Date Submitted: 9-Jul-96
By: Henry Andrews (hha1 at cornell dot edu)

"This is, for me, the big disappointment of the album. I've always liked the studio version of this - sort of a taste of what's to come in terms of Fripp guitar instrumentals. This version fades in after the opening section, and consists mainly of Fripp soloing over the Mellotron riff. Sadly, the soloing isn't too good. Lots of unintentional feedback screeches, but even disregarding that, there's not much here to grab hold of and enjoy. We get a bit of the build-up coming out of this section, and then it fades out again. Really quite unsatisfying - I hope he releases a full version, preferably from a different show."

Date Submitted: 19-Feb-97
By: Matt George (bmgeorge at pacbell dot net)

"This version is absolutely horrifying. If you get your paws on this record, skip this track immediately! Fripp replaces his excellent detuned banjo solo on the studio recording with a completely lifeless fuzz-tone meandering with unintentional ear-splitting feedback. Also, the mellotron keyboard is completely out of tune and Collins it seems isn't keeping proper tempo. I heard that it was raining heavily during this concert and the effect on the sound was not good. This is true. Fripp should not have included this on the record. The rest of the album is OK except for this track."


Date Submitted: 9-Jul-96
By: Henry Andrews (hha1 at cornell dot edu)

"'Start something up, Ian', someone yells, and we get going with a nice, if not incredibly unusual beat. After a bit, Mel Collins comes in with some nice, confident sax work, and Boz joins him with some fairly creative bass lines. A bit later Boz also adds some vocal improvs, but as in "Peoria", I think he tries too hard, and really shouldn't come that close to screaming. Towards the end, we get a guitar solo with a more as-expected Fripp sound, but nothing incredibly stunning. Although since the whole jam is in one chord, I suppose there's not but so much he could do."

Date Submitted: 4-Jul-99
By: (toast at gateway dot net)

"Earthbound is one of my favorite k.c. 'songs'."


Date Submitted: 9-Jul-96
By: Henry Andrews (hha1 at cornell dot edu)
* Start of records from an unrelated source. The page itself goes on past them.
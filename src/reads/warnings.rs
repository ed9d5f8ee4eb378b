use serde::Serialize;

use crate::core::read_run::BaseReadRun;
use crate::core::types::SequencingDataType;
use crate::reads::filters::{
    pre_select_filters, ColumnFilter, WorkflowParameter, LIBRARY_LAYOUT, LIBRARY_SOURCE,
    LIBRARY_STRATEGY,
};

/// Shown in place of a column value a row does not carry
pub const MISSING_VALUE: &str = "(missing)";

/// Human-readable name of a filter column; unknown columns use their key
#[must_use]
pub fn column_label(column: &str) -> &str {
    match column {
        LIBRARY_LAYOUT => "Library layout",
        LIBRARY_STRATEGY => "Library strategy",
        LIBRARY_SOURCE => "Library source",
        other => other,
    }
}

/// Explain how the selected rows diverge from what the workflow expects.
///
/// Returns at most one warning per dimension: species first (when a
/// taxonomy ID is given), then one per filter in filter order. Each
/// warning lists the distinct offending values in first-seen order.
/// Nothing is returned when no rows are selected. Warnings are advisory
/// and never invalidate a selection.
#[must_use]
pub fn requirement_warnings(
    filters: &[ColumnFilter],
    selected: &[&BaseReadRun],
    taxonomy_id: Option<&str>,
) -> Vec<String> {
    if selected.is_empty() {
        return Vec::new();
    }

    let mut warnings = Vec::new();

    if let Some(expected) = taxonomy_id {
        let offending = distinct(
            selected
                .iter()
                .filter(|run| run.tax_id != expected)
                .map(|run| run.tax_id.clone()),
        );
        if !offending.is_empty() {
            warnings.push(format!(
                "Species mismatch: data is not from the selected taxonomy ID {expected} (found {})",
                offending.join(", ")
            ));
        }
    }

    for filter in filters {
        let offending = distinct(
            selected
                .iter()
                .filter(|run| !filter.matches(run))
                .map(|run| {
                    run.column_value(&filter.column)
                        .unwrap_or_else(|| MISSING_VALUE.to_string())
                }),
        );
        if !offending.is_empty() {
            warnings.push(format!(
                "{} mismatch: expected {}, but {} selected",
                column_label(&filter.column),
                filter.values.join(" OR "),
                offending.join(", ")
            ));
        }
    }

    warnings
}

/// Filters pre-applied to a set of rows and the warnings for a selection from them
#[derive(Debug, Clone, Default, PartialEq, Eq, Serialize)]
pub struct Reconciliation {
    pub filters: Vec<ColumnFilter>,
    pub warnings: Vec<String>,
}

/// Pre-select filters over `rows` and check `selected` against those same filters.
///
/// Filters that no row satisfies are discarded before any warning is
/// raised, and the any-layout step never pre-selects, so in both cases
/// only the species check can warn.
#[must_use]
pub fn reconcile<'a, I>(
    rows: I,
    selected: &[&BaseReadRun],
    step: SequencingDataType,
    parameter: Option<&WorkflowParameter>,
    taxonomy_id: Option<&str>,
) -> Reconciliation
where
    I: IntoIterator<Item = &'a BaseReadRun>,
{
    let filters = pre_select_filters(rows, step, parameter);
    let warnings = requirement_warnings(&filters, selected, taxonomy_id);
    Reconciliation { filters, warnings }
}

fn distinct(values: impl Iterator<Item = String>) -> Vec<String> {
    let mut seen: Vec<String> = Vec::new();
    for value in values {
        if !seen.contains(&value) {
            seen.push(value);
        }
    }
    seen
}
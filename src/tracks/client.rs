use serde::Deserialize;
use serde_json::Value;
use thiserror::Error;

use crate::config::Endpoints;
use crate::core::track::TrackCatalog;
use crate::http::{url_with_query, Fetch};
use crate::parsing::checksum::{parse_manifest, ChecksumMap};
use crate::parsing::ParseError;
use crate::tracks::resolver::TrackResolver;
use crate::tracks::TrackError;

const MANIFEST_FILE_NAME: &str = "md5sum.txt";

/// Why checksum acquisition fell back to an empty manifest
#[derive(Error, Debug, Clone, PartialEq, Eq)]
pub enum DegradedReason {
    #[error("Error querying files API: {0}")]
    FilesListingUnavailable(String),

    #[error("Could not find md5sum.txt in files listing")]
    ManifestNotListed,

    #[error("Error fetching md5sum.txt: {0}")]
    ManifestUnavailable(String),

    #[error("Timed out fetching checksums")]
    TimedOut,
}

#[derive(Debug, Deserialize)]
struct FilesListing {
    #[serde(rename = "urlList", default)]
    url_list: Vec<FileEntry>,
}

#[derive(Debug, Deserialize)]
struct FileEntry {
    url: String,
}

/// Fetch and decode the raw track-list payload for `assembly`
///
/// # Errors
///
/// Returns `TrackError::Status` for a non-success response, `TrackError::Fetch`
/// for transport failures, or `TrackError::Payload` if the body is not JSON.
pub async fn fetch_track_payload<F: Fetch>(
    fetcher: &F,
    endpoints: &Endpoints,
    assembly: &str,
) -> Result<Value, TrackError> {
    let url = url_with_query(&endpoints.tracks_api, &[("genome", assembly)])?;
    let body = fetcher.get_text(&url).await?;
    serde_json::from_str(&body).map_err(|e| TrackError::Payload(ParseError::Json(e)))
}

/// Locate, download and parse the checksum manifest of `assembly`.
///
/// The whole acquisition is bounded by `endpoints.checksum_timeout`.
///
/// # Errors
///
/// Returns the `DegradedReason` describing which step failed. Callers are
/// expected to continue with an empty map.
pub async fn fetch_checksums<F: Fetch>(
    fetcher: &F,
    endpoints: &Endpoints,
    assembly: &str,
) -> Result<ChecksumMap, DegradedReason> {
    let acquisition = fetch_checksums_unbounded(fetcher, endpoints, assembly);
    let checksums = tokio::time::timeout(endpoints.checksum_timeout, acquisition)
        .await
        .map_err(|_| DegradedReason::TimedOut)??;

    tracing::info!(
        assembly = %assembly,
        "Loaded {} MD5 checksums from {MANIFEST_FILE_NAME}",
        checksums.len()
    );
    Ok(checksums)
}

async fn fetch_checksums_unbounded<F: Fetch>(
    fetcher: &F,
    endpoints: &Endpoints,
    assembly: &str,
) -> Result<ChecksumMap, DegradedReason> {
    let listing_url = url_with_query(&endpoints.files_api, &[("genome", assembly)])
        .map_err(|e| DegradedReason::FilesListingUnavailable(e.to_string()))?;

    let body = fetcher
        .get_text(&listing_url)
        .await
        .map_err(|e| DegradedReason::FilesListingUnavailable(e.to_string()))?;

    let listing: FilesListing = serde_json::from_str(&body)
        .map_err(|e| DegradedReason::FilesListingUnavailable(e.to_string()))?;

    let manifest_url = listing
        .url_list
        .iter()
        .find(|entry| entry.url.ends_with(MANIFEST_FILE_NAME))
        .map(|entry| absolute_url(&entry.url, endpoints.download_base()))
        .ok_or(DegradedReason::ManifestNotListed)?;

    tracing::debug!(url = %manifest_url, "Fetching checksum manifest");

    let text = fetcher
        .get_text(&manifest_url)
        .await
        .map_err(|e| DegradedReason::ManifestUnavailable(e.to_string()))?;

    parse_manifest(&text).map_err(|e| DegradedReason::ManifestUnavailable(e.to_string()))
}

/// Resolve a files-listing URL against the download host
fn absolute_url(url: &str, download_base: &str) -> String {
    if url.starts_with("http://") || url.starts_with("https://") {
        url.to_string()
    } else {
        format!("{download_base}/{}", url.trim_start_matches('/'))
    }
}

/// Fetch and resolve every track of `assembly`.
///
/// The track list and checksum manifest are requested concurrently. A
/// checksum failure is logged and leaves every leaf without an MD5; only a
/// track-list failure is returned as an error.
///
/// # Errors
///
/// Returns a `TrackError` if the track list cannot be fetched or is
/// structurally invalid, or if a track carries an unrecognized `bigDataUrl`.
pub async fn resolve_assembly_tracks<F: Fetch>(
    fetcher: &F,
    endpoints: &Endpoints,
    assembly: &str,
    with_checksums: bool,
) -> Result<TrackCatalog, TrackError> {
    let checksums = async {
        if !with_checksums {
            return None;
        }
        match fetch_checksums(fetcher, endpoints, assembly).await {
            Ok(checksums) => Some(checksums),
            Err(reason) => {
                tracing::warn!(assembly = %assembly, "{reason}");
                None
            }
        }
    };

    let (payload, checksums) =
        tokio::join!(fetch_track_payload(fetcher, endpoints, assembly), checksums);
    let payload = payload?;

    let checksums_available = checksums.is_some();
    let checksums = checksums.unwrap_or_default();

    let resolver = TrackResolver::new(assembly, &checksums, endpoints.download_base());
    let tracks = resolver.resolve(&payload)?;

    tracing::debug!(
        assembly = %assembly,
        roots = tracks.len(),
        "Resolved track hierarchy"
    );

    Ok(TrackCatalog {
        assembly: assembly.to_string(),
        resolved_at: chrono::Utc::now().to_rfc3339(),
        checksums_available,
        tracks,
    })
}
"This 15 minute live version of the 3 1/2 minute song splits into three parts. The version of the actual song is fairly incoherent - the timing is weird, and the band just isn't precise enough to carry it off. Collin's sax bleeps sound rather desperate, and Fripp's guitar work is just too disjointed. Wallace's drums are busy (as are M. Giles' on the original), but he doesn't manage to hold the crazy time of the piece. The next third is Wallace's 'normal' drum solo. . Nothing special, nothing too horrible. Last is more drum solo, but through the VCS3. This is... interesting. It's a neat idea, but it's not really applied all that well - no structure, just another way of messing around with the sound. There's no particular direction. Towards the end of this part, Fripp returns with an oddly screechy solo - sounds almost violinish. The whole thing is too long (esp. the drum solos) and just not particularly coherent."